Anak ayam turun sembilan,
mati satu tinggal delapan.
Untuk maju, ilmu jangan ketinggalan,
pada guru kita gantungkan harapan.
(Pantun Wapres Jusuf Kalla, dalam puncak peringatan Hari Guru Nasional 2014, di Istora Senayan, Jakarta, Kamis, 27/11/2014 dalam http://edukasi.kompas.com/ read/2014/11/29/07000051)
Begitu besar harapan digantungkan kepada guru, maka semua pihak harus memiliki persepsi dan langkah yang satu untuk memuliakan guru. Mungkinkah? Untuk itu, janganlah ada politisasi pada posisi guru. Apalagi mutasi sewenang-wenang yang sangat menyakiti hati dan pasti menghancurkan integritas guru dalam melakukan kewajibannya mencerdaskan kehidupan bangsa.

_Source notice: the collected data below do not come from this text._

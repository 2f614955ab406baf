use std::future::Future;
use std::net::IpAddr;

use tokio::sync::mpsc;

/// Run `fut` on the runtime and deliver its output to the event loop.
pub fn run_async_to_loop<T, Fut>(tx: &mpsc::UnboundedSender<T>, fut: Fut)
where
    T: Send + 'static,
    Fut: Future<Output = T> + Send + 'static,
{
    let tx = tx.clone();
    tokio::spawn(async move {
        let _ = tx.send(fut.await);
    });
}

/// Add a scheme to a bare host. Loopback hosts get `http`, anything else
/// `https`.
pub fn normalize_url(input: &str) -> String {
    let trimmed = input.trim().trim_end_matches('/');
    if trimmed.starts_with("http://") || trimmed.starts_with("https://") {
        return trimmed.to_string();
    }
    let scheme = if is_loopback(trimmed) { "http" } else { "https" };
    format!("{scheme}://{trimmed}")
}

fn is_loopback(authority: &str) -> bool {
    let host_port = authority.split('/').next().unwrap_or_default();
    let host = match host_port.strip_prefix('[') {
        Some(rest) => rest.split(']').next().unwrap_or_default(),
        None => host_port.split(':').next().unwrap_or_default(),
    };
    host.eq_ignore_ascii_case("localhost")
        || host.parse::<IpAddr>().map(|ip| ip.is_loopback()).unwrap_or(false)
}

Hendaknya mulai dibangun kesadaran yang mendalam bahwa soal guru adalah soal masa depan bangsa. Di ruang kelasnya ada wajah masa depan Bangsa Indonesia. Gurulah kelompok yang paling awal tahu potret masa depan dan gurulah yang bisa membentuk potret masa depan bangsa Indonesia. Cara sebuah bangsa memperlakukan gurunya adalah cermin cara bangsa memperlakukan masa depannya. Di pihak lain, para guru harus sadar dan teguhkan diri sebagai pembentuk masa depan Indonesia. Sehingga wajib hukumnya menjadi guru yang inspiratif, guru yang dicintai semua anak didiknya. Bangsa ini menitipkan anak-anaknya kepada guru, sebaliknya kita sebangsa harus hormati dan lindungi guru dari impitan masalah. Ingat, jadi guru bukanlah pengorbanan, melainkan kehormatan. Guru dapat kehormatan mewakili kita semua untuk melunasi salah satu janji kemerdekaan republik ini: mencerdaskan kehidupan bangsa (Anies Baswedan dalam http://edukasi.kompas.com/read/2014/11/27/19532781). Oleh karena itu, semua komponen bangsa hendaknya selalu bangga dan hormat pada guru.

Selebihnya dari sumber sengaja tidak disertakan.